Would you count the lines below that contain the string "Option" and reply with that number only?

Collected data:
----------------

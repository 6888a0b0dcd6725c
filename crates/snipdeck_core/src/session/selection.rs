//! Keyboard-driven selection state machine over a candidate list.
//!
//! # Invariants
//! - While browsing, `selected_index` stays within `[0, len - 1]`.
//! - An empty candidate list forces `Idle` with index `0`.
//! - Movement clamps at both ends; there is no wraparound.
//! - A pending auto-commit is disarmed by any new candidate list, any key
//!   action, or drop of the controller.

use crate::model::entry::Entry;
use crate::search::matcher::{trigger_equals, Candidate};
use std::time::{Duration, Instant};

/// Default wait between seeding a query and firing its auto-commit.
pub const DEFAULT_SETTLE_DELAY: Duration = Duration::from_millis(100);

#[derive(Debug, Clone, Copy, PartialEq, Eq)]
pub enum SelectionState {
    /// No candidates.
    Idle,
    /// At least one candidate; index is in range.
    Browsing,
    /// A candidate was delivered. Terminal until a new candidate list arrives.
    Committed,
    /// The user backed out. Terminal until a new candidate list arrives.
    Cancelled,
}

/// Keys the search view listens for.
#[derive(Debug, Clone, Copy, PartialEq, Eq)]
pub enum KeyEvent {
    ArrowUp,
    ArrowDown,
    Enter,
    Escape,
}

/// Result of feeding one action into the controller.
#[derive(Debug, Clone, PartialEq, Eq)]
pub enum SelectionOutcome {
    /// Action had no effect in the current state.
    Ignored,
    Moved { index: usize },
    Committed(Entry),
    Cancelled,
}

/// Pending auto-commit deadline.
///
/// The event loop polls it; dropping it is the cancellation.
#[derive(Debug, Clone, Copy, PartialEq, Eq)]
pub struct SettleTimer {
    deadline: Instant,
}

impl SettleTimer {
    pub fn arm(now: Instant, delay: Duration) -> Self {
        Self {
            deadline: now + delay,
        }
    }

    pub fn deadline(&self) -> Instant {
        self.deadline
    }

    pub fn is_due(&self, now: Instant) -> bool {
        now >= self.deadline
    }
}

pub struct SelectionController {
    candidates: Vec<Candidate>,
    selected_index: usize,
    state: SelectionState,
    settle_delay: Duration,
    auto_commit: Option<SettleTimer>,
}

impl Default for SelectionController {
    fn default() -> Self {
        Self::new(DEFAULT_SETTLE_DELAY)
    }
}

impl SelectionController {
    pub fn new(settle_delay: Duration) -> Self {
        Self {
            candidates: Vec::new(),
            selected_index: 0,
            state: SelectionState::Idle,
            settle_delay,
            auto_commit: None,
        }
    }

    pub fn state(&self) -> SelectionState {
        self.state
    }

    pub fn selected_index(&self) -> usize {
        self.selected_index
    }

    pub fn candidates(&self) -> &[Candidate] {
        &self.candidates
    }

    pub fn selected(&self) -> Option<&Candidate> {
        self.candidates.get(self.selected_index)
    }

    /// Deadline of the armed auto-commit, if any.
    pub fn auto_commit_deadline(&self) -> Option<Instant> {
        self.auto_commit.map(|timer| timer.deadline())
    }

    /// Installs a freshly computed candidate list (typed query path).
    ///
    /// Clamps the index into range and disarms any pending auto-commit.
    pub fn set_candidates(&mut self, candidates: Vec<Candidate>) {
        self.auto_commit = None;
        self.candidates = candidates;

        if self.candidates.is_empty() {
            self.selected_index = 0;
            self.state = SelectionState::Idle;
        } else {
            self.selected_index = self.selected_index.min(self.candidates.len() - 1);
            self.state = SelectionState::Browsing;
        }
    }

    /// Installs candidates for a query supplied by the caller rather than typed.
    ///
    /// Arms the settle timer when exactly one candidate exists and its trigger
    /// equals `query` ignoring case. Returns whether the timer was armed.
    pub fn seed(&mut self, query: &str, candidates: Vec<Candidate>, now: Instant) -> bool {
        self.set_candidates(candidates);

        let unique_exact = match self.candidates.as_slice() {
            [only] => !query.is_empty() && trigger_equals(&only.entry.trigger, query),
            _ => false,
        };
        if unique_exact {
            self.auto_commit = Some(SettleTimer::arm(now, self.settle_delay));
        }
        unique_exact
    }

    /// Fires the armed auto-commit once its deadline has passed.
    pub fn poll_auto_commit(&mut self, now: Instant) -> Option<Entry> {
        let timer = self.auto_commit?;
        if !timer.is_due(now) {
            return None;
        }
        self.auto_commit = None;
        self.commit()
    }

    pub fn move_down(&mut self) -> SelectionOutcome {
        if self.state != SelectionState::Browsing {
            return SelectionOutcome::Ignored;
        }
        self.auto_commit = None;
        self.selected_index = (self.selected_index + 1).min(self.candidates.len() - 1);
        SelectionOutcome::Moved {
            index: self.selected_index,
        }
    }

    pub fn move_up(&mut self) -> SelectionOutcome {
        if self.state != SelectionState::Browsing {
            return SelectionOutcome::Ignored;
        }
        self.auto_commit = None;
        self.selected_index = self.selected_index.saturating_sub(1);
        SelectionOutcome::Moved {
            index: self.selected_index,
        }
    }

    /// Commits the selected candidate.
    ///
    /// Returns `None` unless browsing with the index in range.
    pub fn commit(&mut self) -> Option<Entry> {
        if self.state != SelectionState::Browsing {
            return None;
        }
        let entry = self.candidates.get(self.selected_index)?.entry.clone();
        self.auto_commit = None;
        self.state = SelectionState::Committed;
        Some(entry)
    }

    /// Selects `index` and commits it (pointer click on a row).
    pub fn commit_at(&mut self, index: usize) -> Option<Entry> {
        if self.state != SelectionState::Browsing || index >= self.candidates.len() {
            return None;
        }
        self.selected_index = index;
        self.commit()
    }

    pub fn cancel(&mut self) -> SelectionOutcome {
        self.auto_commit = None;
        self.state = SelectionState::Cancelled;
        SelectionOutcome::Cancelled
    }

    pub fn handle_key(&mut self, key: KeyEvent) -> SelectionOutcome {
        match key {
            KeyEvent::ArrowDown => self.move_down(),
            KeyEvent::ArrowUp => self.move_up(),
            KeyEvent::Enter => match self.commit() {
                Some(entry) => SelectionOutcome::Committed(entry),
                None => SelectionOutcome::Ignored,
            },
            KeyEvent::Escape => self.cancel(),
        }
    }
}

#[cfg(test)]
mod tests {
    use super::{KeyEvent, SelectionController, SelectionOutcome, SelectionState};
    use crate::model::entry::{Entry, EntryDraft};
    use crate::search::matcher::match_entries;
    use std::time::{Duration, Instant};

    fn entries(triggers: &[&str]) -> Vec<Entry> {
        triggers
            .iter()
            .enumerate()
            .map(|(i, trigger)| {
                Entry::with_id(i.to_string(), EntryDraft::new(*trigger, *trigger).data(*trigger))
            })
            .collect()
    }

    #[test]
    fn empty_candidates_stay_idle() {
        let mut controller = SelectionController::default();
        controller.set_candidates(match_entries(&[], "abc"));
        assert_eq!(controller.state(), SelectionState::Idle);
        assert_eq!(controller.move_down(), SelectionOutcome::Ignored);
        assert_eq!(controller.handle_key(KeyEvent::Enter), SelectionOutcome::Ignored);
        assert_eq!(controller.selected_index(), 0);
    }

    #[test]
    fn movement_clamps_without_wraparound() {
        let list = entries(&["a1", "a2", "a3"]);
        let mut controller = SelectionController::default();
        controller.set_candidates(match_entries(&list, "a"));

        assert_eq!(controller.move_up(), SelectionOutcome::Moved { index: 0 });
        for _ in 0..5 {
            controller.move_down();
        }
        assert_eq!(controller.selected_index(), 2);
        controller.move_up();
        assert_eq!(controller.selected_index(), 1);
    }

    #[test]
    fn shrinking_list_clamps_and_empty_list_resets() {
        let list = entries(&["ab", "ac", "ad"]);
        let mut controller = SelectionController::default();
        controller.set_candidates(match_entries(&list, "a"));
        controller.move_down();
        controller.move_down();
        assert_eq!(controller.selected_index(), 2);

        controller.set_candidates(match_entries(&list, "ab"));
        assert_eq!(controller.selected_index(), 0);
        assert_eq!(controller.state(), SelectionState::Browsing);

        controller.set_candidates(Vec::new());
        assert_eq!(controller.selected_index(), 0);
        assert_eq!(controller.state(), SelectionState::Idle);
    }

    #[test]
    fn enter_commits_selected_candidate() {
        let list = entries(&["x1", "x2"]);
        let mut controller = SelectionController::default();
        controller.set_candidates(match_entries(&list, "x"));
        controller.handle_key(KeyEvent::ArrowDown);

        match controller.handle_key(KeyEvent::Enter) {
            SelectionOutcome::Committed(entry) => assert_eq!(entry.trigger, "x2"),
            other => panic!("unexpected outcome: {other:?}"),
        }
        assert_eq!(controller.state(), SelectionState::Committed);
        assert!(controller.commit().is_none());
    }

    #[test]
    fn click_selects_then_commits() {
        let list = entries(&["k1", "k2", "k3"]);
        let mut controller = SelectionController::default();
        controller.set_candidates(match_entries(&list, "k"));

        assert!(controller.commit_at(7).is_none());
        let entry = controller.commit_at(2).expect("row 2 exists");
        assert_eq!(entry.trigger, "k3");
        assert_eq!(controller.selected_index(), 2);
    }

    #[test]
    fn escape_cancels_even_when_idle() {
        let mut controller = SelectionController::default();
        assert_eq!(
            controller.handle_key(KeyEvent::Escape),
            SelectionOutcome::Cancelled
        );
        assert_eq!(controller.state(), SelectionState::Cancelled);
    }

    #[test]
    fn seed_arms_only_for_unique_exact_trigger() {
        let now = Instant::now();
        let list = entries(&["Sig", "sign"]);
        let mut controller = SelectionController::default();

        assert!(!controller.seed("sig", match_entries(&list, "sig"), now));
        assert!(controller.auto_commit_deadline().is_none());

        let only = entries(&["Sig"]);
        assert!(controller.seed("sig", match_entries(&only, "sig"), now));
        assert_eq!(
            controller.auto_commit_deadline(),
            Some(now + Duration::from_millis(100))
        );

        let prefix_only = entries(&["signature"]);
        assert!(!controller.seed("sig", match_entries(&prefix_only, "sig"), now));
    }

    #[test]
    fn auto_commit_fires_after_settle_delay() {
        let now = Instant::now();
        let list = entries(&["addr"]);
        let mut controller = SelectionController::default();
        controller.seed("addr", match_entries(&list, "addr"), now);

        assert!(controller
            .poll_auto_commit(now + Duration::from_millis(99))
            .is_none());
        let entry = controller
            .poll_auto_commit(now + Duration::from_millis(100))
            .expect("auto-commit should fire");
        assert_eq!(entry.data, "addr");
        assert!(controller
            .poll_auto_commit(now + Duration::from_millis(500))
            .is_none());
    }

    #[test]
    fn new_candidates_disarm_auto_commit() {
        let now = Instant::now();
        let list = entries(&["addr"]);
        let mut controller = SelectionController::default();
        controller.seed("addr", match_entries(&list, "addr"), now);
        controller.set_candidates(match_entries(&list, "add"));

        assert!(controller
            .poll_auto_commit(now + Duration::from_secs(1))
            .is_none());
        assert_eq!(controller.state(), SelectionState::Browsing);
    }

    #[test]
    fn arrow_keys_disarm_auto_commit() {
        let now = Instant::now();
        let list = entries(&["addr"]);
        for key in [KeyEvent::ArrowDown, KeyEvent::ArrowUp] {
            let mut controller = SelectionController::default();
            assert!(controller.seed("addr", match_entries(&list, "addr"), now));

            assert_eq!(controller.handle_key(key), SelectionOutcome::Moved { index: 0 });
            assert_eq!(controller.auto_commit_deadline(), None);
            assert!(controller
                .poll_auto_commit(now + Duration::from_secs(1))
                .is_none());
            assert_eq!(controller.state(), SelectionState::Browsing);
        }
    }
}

----------------

**ANSWER FOR THIS EXERCISE**
6